Secondary syphilis can be a presenting feature secondary to an immune reconstitution syndrome in an HIV-positive patient.[44] It can also be acquired through blood transfusion, presenting without preceding primary stage, known as Syphilis d' emblee.[45]

Latent syphilis

Latent syphilis is arbitrarily divided into early or late latent infection. In early latent syphilis, the patient do not have any signs of primary or secondary disease and have positive syphilis serology, preceded by negative serology within the last two years or recent contact with an infectious case. Early latent syphilis is considered infectious to sexual partners, whereas late infection is probably not.[23] (LE: 3) Asymptomatic patients with no evidence of recent negative serology or previous treatment are classified as having late latent infection or syphilis of unknown duration. Because syphilis serology may remain positive for life even after successful treatment, a reasonable effort should be made to exclude prior infection.

About one-third of patients with latent syphilis progresses to symptomatic late disease (tertiary syphilis), which may manifest as neurosyphilis, cardiovascular syphilis or late benign syphilis (gummatous disease).[23] In a hospital-based five-year survey in STD clinic in India, describing 570 cases, 7.36% cases were diagnosed with syphilis. Primary syphilis was diagnosed in 21 (50%), secondary in 10 (24%), and latent in 11 (26%) cases. Concomitant primary chancre and lesions of secondary syphilis were seen in 2 (20%) patients.[46]

Neurosyphilis

This is a rare complication of syphilis, which affected 10% of men and 5% of women in the preantibiotic era. A detailed classification of neurosyphilis was proposed by Merritt in 1946. In asymptomatic neurosyphilis, CSF abnormalities may be present in the absence of symptoms or signs of neurological disease.

Meningovascular neurosyphilis typically occurs 5–12 years after initial infection. It usually affects the territory of the middle cerebral artery and may cause a stroke-like syndrome. Focal or generalised seizures can also occur sometimes.

Parenchymatous neurosyphilis is the cause of general paresis of the insane. Early symptoms include irritability, memory loss, personality change and insomnia. These may progress over many years to result in depression, confusion, disorientation, delusions of grandeur, paranoia and seizures. Dementia progresses to death within months to years.

Tabes dorsalis is seen as a consequence of untreated parenchymatous neurosyphilis. It is characterised by lightning pains, reduced deep tendon reflexes, paraesthesias, sensory abnormalities, Charcot’s joints, and Argyll-Robertson pupils. Bladder and bowel disturbances are common. The classic visceral crises of tabes may result in severe gastrointestinal pains or laryngeal pain and hoarseness.[23]

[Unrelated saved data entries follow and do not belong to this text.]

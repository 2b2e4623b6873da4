pub mod analysis;
pub mod config;
pub mod deepseek;
pub mod error;
pub mod normalize;
pub mod routes;
pub mod usage;

/// Extract video ID from various YouTube URL formats
pub fn extract_video_id(input: &str) -> Option<String> {
    let input = input.trim();

    // Bare 11-character video ID
    if regex::Regex::new(r"^[a-zA-Z0-9_-]{11}$").unwrap().is_match(input) {
        return Some(input.to_string());
    }

    const URL_PATTERNS: [&str; 4] = [
        r"(?:youtube\.com/watch\?.*v=)([a-zA-Z0-9_-]{11})",
        r"youtu\.be/([a-zA-Z0-9_-]{11})",
        r"youtube\.com/embed/([a-zA-Z0-9_-]{11})",
        r"youtube\.com/shorts/([a-zA-Z0-9_-]{11})",
    ];

    for pattern in URL_PATTERNS {
        if let Some(caps) = regex::Regex::new(pattern).unwrap().captures(input) {
            return Some(caps[1].to_string());
        }
    }

    None
}
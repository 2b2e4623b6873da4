use log::error;
use regex::Regex;
use serde::de::DeserializeOwned;
use serde::{Deserialize, Serialize};

use crate::error::ApiError;

/// Outline entries beyond this count are dropped
pub const MAX_OUTLINE_POINTS: usize = 6;

/// One intro sentence paired with the hook technique it demonstrates
#[derive(Debug, Clone, PartialEq, Serialize, Deserialize)]
pub struct IntroSentence {
    pub text: String,
    pub technique: String,
}

/// Result shape of the quick hook analysis
#[derive(Debug, Clone, PartialEq, Serialize, Deserialize)]
#[serde(rename_all = "camelCase")]
pub struct HookAnalysis {
    pub intro_analysis: Vec<IntroSentence>,
    pub body_outline: Vec<String>,
}

impl HookAnalysis {
    /// Enforce the declared outline bound
    pub fn clamp_outline(mut self) -> Self {
        self.body_outline.truncate(MAX_OUTLINE_POINTS);
        self
    }
}

#[derive(Debug, Clone, PartialEq, Serialize, Deserialize)]
pub struct ResearchCard {
    pub title: String,
    pub analysis: String,
}

/// Result shape of the research analysis
#[derive(Debug, Clone, PartialEq, Serialize, Deserialize)]
pub struct ResearchAnalysis {
    pub cards: Vec<ResearchCard>,
}

/// Models are told to reply with bare JSON but sometimes wrap it in a
/// markdown code fence anyway. If the text contains a fenced block
/// (optionally tagged "json"), substitute its inner content for the whole
/// text; otherwise use the trimmed original. The first fence wins.
pub fn strip_code_fence(text: &str) -> &str {
    let re = Regex::new(r"```(?:json)?\s*([\s\S]*?)\s*```").unwrap();
    match re.captures(text) {
        Some(caps) => caps.get(1).map_or("", |m| m.as_str()),
        None => text.trim(),
    }
}

/// Parse a model reply into the expected result shape. The raw text is
/// logged on failure so a bad reply can be diagnosed; the caller only ever
/// sees the generic error.
pub fn parse_response<T: DeserializeOwned>(raw: &str) -> Result<T, ApiError> {
    let cleaned = strip_code_fence(raw);
    serde_json::from_str(cleaned).map_err(|_| {
        error!("Failed to parse DeepSeek response: {raw}");
        ApiError::MalformedResponse("Invalid JSON response from DeepSeek API".to_string())
    })
}
use std::time::Duration;

use async_trait::async_trait;
use log::debug;
use serde::{Deserialize, Serialize};

use crate::error::ApiError;

/// Upper bound on a single completion request
pub const REQUEST_TIMEOUT: Duration = Duration::from_secs(60);

pub const DEFAULT_BASE_URL: &str = "https://api.deepseek.com/v1";
pub const DEFAULT_MODEL: &str = "deepseek-chat";

#[derive(Debug, Clone, Serialize)]
pub struct ChatMessage {
    pub role: String,
    pub content: String,
}

/// Per-call knobs forwarded to the completion endpoint
#[derive(Debug, Clone, Copy)]
pub struct CompletionParams {
    pub temperature: f32,
    pub max_tokens: u32,
}

/// Token counts reported by the provider, used only for cost accounting
#[derive(Debug, Clone, Copy, Deserialize)]
pub struct UsageCounters {
    pub prompt_tokens: u64,
    pub completion_tokens: u64,
    pub total_tokens: u64,
}

#[derive(Debug, Clone)]
pub struct CompletionResult {
    pub text: String,
    pub usage: Option<UsageCounters>,
}

#[derive(Debug, Deserialize)]
struct ChatCompletionResponse {
    #[serde(default)]
    choices: Vec<ChatChoice>,
    usage: Option<UsageCounters>,
}

#[derive(Debug, Deserialize)]
struct ChatChoice {
    message: ChoiceMessage,
}

#[derive(Debug, Deserialize)]
struct ChoiceMessage {
    content: Option<String>,
}

/// The pipeline's only I/O dependency, kept behind a narrow seam so tests
/// can substitute a stub provider.
#[async_trait]
pub trait CompletionProvider: Send + Sync {
    async fn complete(
        &self,
        messages: &[ChatMessage],
        params: CompletionParams,
    ) -> Result<CompletionResult, ApiError>;
}

/// Client for the DeepSeek chat-completion endpoint (OpenAI-compatible).
/// One outbound call per invocation; a failed call is final, there is no
/// retry.
pub struct DeepSeekClient {
    client: reqwest::Client,
    base_url: String,
    api_key: String,
    model: String,
}

impl DeepSeekClient {
    pub fn new(client: reqwest::Client, base_url: String, api_key: String, model: String) -> Self {
        Self {
            client,
            base_url: base_url.trim_end_matches('/').to_string(),
            api_key,
            model,
        }
    }
}

#[async_trait]
impl CompletionProvider for DeepSeekClient {
    async fn complete(
        &self,
        messages: &[ChatMessage],
        params: CompletionParams,
    ) -> Result<CompletionResult, ApiError> {
        debug!("Requesting completion from {} with model {}", self.base_url, self.model);

        let body = serde_json::json!({
            "model": self.model,
            "messages": messages,
            "temperature": params.temperature,
            "max_tokens": params.max_tokens,
        });

        let resp = self
            .client
            .post(format!("{}/chat/completions", self.base_url))
            .bearer_auth(&self.api_key)
            .header("Content-Type", "application/json")
            .json(&body)
            .send()
            .await
            .map_err(|e| ApiError::Upstream(format!("DeepSeek API request failed: {e}")))?;

        if !resp.status().is_success() {
            let status = resp.status();
            let body = resp.text().await.unwrap_or_default();
            return Err(ApiError::Upstream(format!("DeepSeek API returned {status}: {body}")));
        }

        let parsed: ChatCompletionResponse = resp
            .json()
            .await
            .map_err(|e| ApiError::Upstream(format!("unexpected DeepSeek API response format: {e}")))?;

        first_choice(parsed)
    }
}

/// Pull the first choice's content out of a completion response, keeping
/// the usage counters alongside it.
fn first_choice(resp: ChatCompletionResponse) -> Result<CompletionResult, ApiError> {
    let usage = resp.usage;
    let text = resp
        .choices
        .into_iter()
        .next()
        .and_then(|c| c.message.content)
        .filter(|t| !t.is_empty())
        .ok_or_else(|| ApiError::Upstream("No response content from DeepSeek API".to_string()))?;

    Ok(CompletionResult { text, usage })
}

#[cfg(test)]
mod tests {
    use super::*;

    fn response_from(value: serde_json::Value) -> ChatCompletionResponse {
        serde_json::from_value(value).unwrap()
    }

    #[test]
    fn test_first_choice_with_usage() {
        let resp = response_from(serde_json::json!({
            "choices": [
                {
                    "message": {
                        "role": "assistant",
                        "content": "{\"cards\":[]}"
                    }
                }
            ],
            "usage": {
                "prompt_tokens": 1200,
                "completion_tokens": 340,
                "total_tokens": 1540
            }
        }));

        let result = first_choice(resp).unwrap();
        assert_eq!(result.text, "{\"cards\":[]}");
        let usage = result.usage.unwrap();
        assert_eq!(usage.prompt_tokens, 1200);
        assert_eq!(usage.completion_tokens, 340);
        assert_eq!(usage.total_tokens, 1540);
    }

    #[test]
    fn test_first_choice_without_usage() {
        let resp = response_from(serde_json::json!({
            "choices": [
                {"message": {"content": "hello"}}
            ]
        }));

        let result = first_choice(resp).unwrap();
        assert_eq!(result.text, "hello");
        assert!(result.usage.is_none());
    }

    #[test]
    fn test_first_choice_empty_choices() {
        let resp = response_from(serde_json::json!({"choices": []}));
        let err = first_choice(resp).unwrap_err();
        assert_eq!(err.to_string(), "No response content from DeepSeek API");
    }

    #[test]
    fn test_first_choice_null_content() {
        let resp = response_from(serde_json::json!({
            "choices": [
                {"message": {"content": null}}
            ]
        }));
        let err = first_choice(resp).unwrap_err();
        assert_eq!(err.to_string(), "No response content from DeepSeek API");
    }

    #[test]
    fn test_first_choice_empty_content() {
        let resp = response_from(serde_json::json!({
            "choices": [
                {"message": {"content": ""}}
            ]
        }));
        assert!(first_choice(resp).is_err());
    }

    #[test]
    fn test_base_url_trailing_slash_trimmed() {
        let client = DeepSeekClient::new(
            reqwest::Client::new(),
            "https://api.deepseek.com/v1/".to_string(),
            "key".to_string(),
            DEFAULT_MODEL.to_string(),
        );
        assert_eq!(client.base_url, "https://api.deepseek.com/v1");
    }
}
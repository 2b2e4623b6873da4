use std::path::PathBuf;

use eyre::Result;
use log::debug;
use serde::{Deserialize, Serialize};

#[derive(Debug, Default, Deserialize, Serialize)]
#[serde(default)]
pub struct Config {
    pub bind: Option<String>,
    pub model: Option<String>,
    pub base_url: Option<String>,
    pub log_usage: Option<bool>,
    pub usage_log_path: Option<PathBuf>,
}

impl Config {
    /// Load config from ~/.config/hooklens/config.toml if it exists
    pub fn load() -> Result<Self> {
        let path = config_path();
        if path.exists() {
            debug!("Loading config from {}", path.display());
            let content = std::fs::read_to_string(&path)?;
            let config: Config = toml::from_str(&content)?;
            Ok(config)
        } else {
            debug!("No config file found at {}", path.display());
            Ok(Config::default())
        }
    }
}

pub fn config_path() -> PathBuf {
    dirs::config_dir()
        .unwrap_or_else(|| PathBuf::from(".config"))
        .join("hooklens")
        .join("config.toml")
}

Clinical profiles of 16 patients with neurosyphilis in north-east India was studied, between August 2008 and December 2010. The clinical spectrum included: neuropsychiatric syndromes (10), myelopathy (5), and posterior circulation stroke (1). Neuropsychiatric symptoms were dementia, behavioural abnormalities, chronic psychosis, and myelopathy syndromes including acute transverse myelitis (ATM), chronic myelopathy and syphilitic amyotrophy.[47]

A retrospective review was performed for 149 patients with neurosyphilis in China, 16.8% patients were found asymptomatic for neurosyphilis, 15.4% with syphilitic meningitis, 24.2% with meningovascular neurosyphilis, 38.9% with general paresis, 4.0% with tabes dorsalis and 0.7% with gummatous neurosyphilis.[48]

Cardiovascular syphilis

Cardiovascular syphilis is seen after 15–30 years of initial infection and results in the proximal aortic aneurysm and aortic regurgitation. It was seen in 25% of patients with symptomatic late infection in pre-antibiotic era, but is uncommon in current practice.[23]

Late benign syphilis (gumma)

Gummas are proliferative granulomatous lesions which represent an inflammatory response to small numbers of treponemes. They may occur in the skin or within any viscera or bone. Gummas may occur as early as in the first year but usually the incubation period is over five years.[23] Nodular tertiary syphilis has been reported as the presenting manifestation of HIV.[49]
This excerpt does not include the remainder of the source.